ACTION ITEM:
Report each line of the data that includes the word "Release".
───── TASK DATA
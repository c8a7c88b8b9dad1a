//! A single connection used to publish messages to one broker node

use std::collections::VecDeque;
use std::sync::atomic::{AtomicBool, Ordering};
use std::sync::Arc;

use bytes::Bytes;
use tokio::net::tcp::OwnedWriteHalf;
use tokio::sync::{oneshot, Mutex};
use tokio::task::JoinHandle;

use super::dial_and_handshake;
use super::wire::{ClientFrame, ServerFrame};
use crate::error::{ProtocolError, PublishCause, PublishError, TransportError};
use crate::frame::FrameWriter;
use crate::host_port::HostAndPort;
use crate::types::Topic;

type Reply = oneshot::Sender<Result<(), PublishCause>>;

#[derive(Debug)]
struct Shared {
    writer: FrameWriter<OwnedWriteHalf>,
    pending: VecDeque<Reply>,
}

/// One TCP connection used to publish messages to a single broker node
///
/// All writes are serialized through an internal lock; the single reply
/// stream is matched FIFO against outstanding `publish` calls.
#[derive(Debug)]
pub struct PubConnection {
    addr: HostAndPort,
    shared: Arc<Mutex<Shared>>,
    closed: Arc<AtomicBool>,
    reader_task: JoinHandle<()>,
}

impl PubConnection {
    /// Dial `addr` and perform the handshake
    ///
    /// # Errors
    ///
    /// Returns [`TransportError`] on I/O failure during connect or
    /// handshake.
    pub async fn open(addr: HostAndPort) -> Result<Self, TransportError> {
        let (mut reader, writer) = dial_and_handshake(&addr).await?;

        let shared = Arc::new(Mutex::new(Shared {
            writer,
            pending: VecDeque::new(),
        }));
        let closed = Arc::new(AtomicBool::new(false));

        let reader_shared = Arc::clone(&shared);
        let reader_closed = Arc::clone(&closed);
        let reader_addr = addr.clone();
        let reader_task = tokio::spawn(async move {
            loop {
                let frame = match reader.read_frame().await {
                    Ok(frame) => frame,
                    Err(err) => {
                        fail_all(&reader_shared, &reader_addr, err).await;
                        reader_closed.store(true, Ordering::Release);
                        break;
                    }
                };

                let result = match ServerFrame::decode(frame.freeze()) {
                    Some(ServerFrame::Ok) => Ok(()),
                    Some(ServerFrame::Error(msg)) => Err(PublishCause::Rejected(PublishError(msg))),
                    Some(ServerFrame::Heartbeat) => continue,
                    Some(ServerFrame::Message { .. }) | None => Err(PublishCause::Protocol(
                        ProtocolError::UnexpectedReply {
                            command: "PUB/MPUB",
                            reply: "unexpected frame".to_owned(),
                        },
                    )),
                };

                let mut shared = reader_shared.lock().await;
                if let Some(reply) = shared.pending.pop_front() {
                    let _ = reply.send(result);
                }
            }
        });

        Ok(Self {
            addr,
            shared,
            closed,
            reader_task,
        })
    }

    /// The node this connection talks to
    #[must_use]
    pub fn addr(&self) -> &HostAndPort {
        &self.addr
    }

    /// `true` once this connection has hit a terminal transport failure
    #[must_use]
    pub fn is_closed(&self) -> bool {
        self.closed.load(Ordering::Acquire)
    }

    /// Publish a single message (`PUB`)
    ///
    /// # Errors
    ///
    /// Returns [`PublishCause`] if the broker rejects the command or the
    /// connection fails.
    pub async fn publish(&self, topic: &Topic, payload: Bytes) -> Result<(), PublishCause> {
        self.send(ClientFrame::Pub {
            topic: topic.to_string(),
            payload,
        })
        .await
    }

    /// Publish a batch of messages as a single `MPUB`
    ///
    /// # Errors
    ///
    /// Returns [`PublishCause`] if the broker rejects the command or the
    /// connection fails.
    pub async fn publish_batch(
        &self,
        topic: &Topic,
        payloads: Vec<Bytes>,
    ) -> Result<(), PublishCause> {
        self.send(ClientFrame::Mpub {
            topic: topic.to_string(),
            payloads,
        })
        .await
    }

    async fn send(&self, frame: ClientFrame) -> Result<(), PublishCause> {
        if self.closed.load(Ordering::Acquire) {
            return Err(PublishCause::Transport(TransportError::Closed(
                self.addr.to_string(),
            )));
        }

        let (tx, rx) = oneshot::channel();
        {
            let mut shared = self.shared.lock().await;
            let encoded = frame.encode();
            if let Err(err) = shared.writer.write_frame(&encoded).await {
                self.closed.store(true, Ordering::Release);
                return Err(PublishCause::Transport(TransportError::Io(
                    self.addr.to_string(),
                    err,
                )));
            }
            shared.pending.push_back(tx);
        }

        rx.await.unwrap_or_else(|_| {
            Err(PublishCause::Transport(TransportError::Closed(
                self.addr.to_string(),
            )))
        })
    }

    /// Idempotently close the connection
    pub async fn close(&self) {
        if self.closed.swap(true, Ordering::AcqRel) {
            return;
        }
        self.reader_task.abort();
        let mut shared = self.shared.lock().await;
        shared.writer.shutdown().await;
    }
}

impl Drop for PubConnection {
    fn drop(&mut self) {
        self.reader_task.abort();
    }
}

async fn fail_all(shared: &Arc<Mutex<Shared>>, addr: &HostAndPort, err: std::io::Error) {
    let mut shared = shared.lock().await;
    while let Some(reply) = shared.pending.pop_front() {
        let _ = reply.send(Err(PublishCause::Transport(TransportError::Io(
            addr.to_string(),
            std::io::Error::new(err.kind(), err.to_string()),
        ))));
    }
}

//! Address parsing and small shared utilities

use std::fmt;

use tokio::io::AsyncWriteExt;

/// A resolved `host:port` pair, used as a map key for broker nodes
///
/// Parsed via [`HostAndPort::parse`], with a default port applied when the
/// input string omits one. Two instances are equal iff both fields are
/// equal (structural equality, no DNS resolution is performed).
#[derive(Debug, Clone, PartialEq, Eq, PartialOrd, Ord, Hash)]
pub struct HostAndPort {
    host: String,
    port: u16,
}

impl HostAndPort {
    /// Construct directly from a host and port
    #[must_use]
    pub fn new(host: impl Into<String>, port: u16) -> Self {
        let host = host.into();
        check_not_blank("host", &host);
        Self { host, port }
    }

    /// Parse a `"host:port"` or bare `"host"` string
    ///
    /// When the `:port` suffix is absent, `default_port` is used.
    #[must_use]
    pub fn parse(addr: &str, default_port: u16) -> Self {
        match addr.rsplit_once(':') {
            Some((host, port)) => match port.parse() {
                Ok(port) => Self::new(host, port),
                Err(_) => Self::new(addr, default_port),
            },
            None => Self::new(addr, default_port),
        }
    }

    /// The host portion
    #[must_use]
    pub fn host(&self) -> &str {
        &self.host
    }

    /// The port portion
    #[must_use]
    pub fn port(&self) -> u16 {
        self.port
    }
}

impl fmt::Display for HostAndPort {
    fn fmt(&self, f: &mut fmt::Formatter<'_>) -> fmt::Result {
        write!(f, "{}:{}", self.host, self.port)
    }
}

/// Panics if `name` is empty
pub(crate) fn check_not_blank(name: &'static str, value: &str) {
    assert!(!value.trim().is_empty(), "{name} must not be blank");
}

/// Best-effort, silent shutdown of a socket
///
/// Used when tearing down a connection that may already be half-closed;
/// errors are intentionally discarded since there is nothing left to do
/// with them by the time a connection is being torn down.
pub(crate) async fn quiet_close<W: AsyncWriteExt + Unpin>(writer: &mut W) {
    let _ = writer.shutdown().await;
}

#[cfg(test)]
mod tests {
    use super::HostAndPort;

    #[test]
    fn parse_with_port() {
        let hp = HostAndPort::parse("broker-1:4150", 4150);
        assert_eq!("broker-1", hp.host());
        assert_eq!(4150, hp.port());
    }

    #[test]
    fn parse_without_port_uses_default() {
        let hp = HostAndPort::parse("broker-1", 4150);
        assert_eq!("broker-1", hp.host());
        assert_eq!(4150, hp.port());
    }

    #[test]
    fn equality_is_structural() {
        assert_eq!(
            HostAndPort::parse("a:1", 0),
            HostAndPort::new("a".to_owned(), 1)
        );
        assert_ne!(HostAndPort::new("a", 1), HostAndPort::new("a", 2));
    }

    #[test]
    fn display_roundtrips() {
        let hp = HostAndPort::new("a", 1234);
        assert_eq!("a:1234", hp.to_string());
    }
}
──────────
ANSWER SECTION:
                        reader_closed.store(true, Ordering::Release);
                self.closed.store(true, Ordering::Release);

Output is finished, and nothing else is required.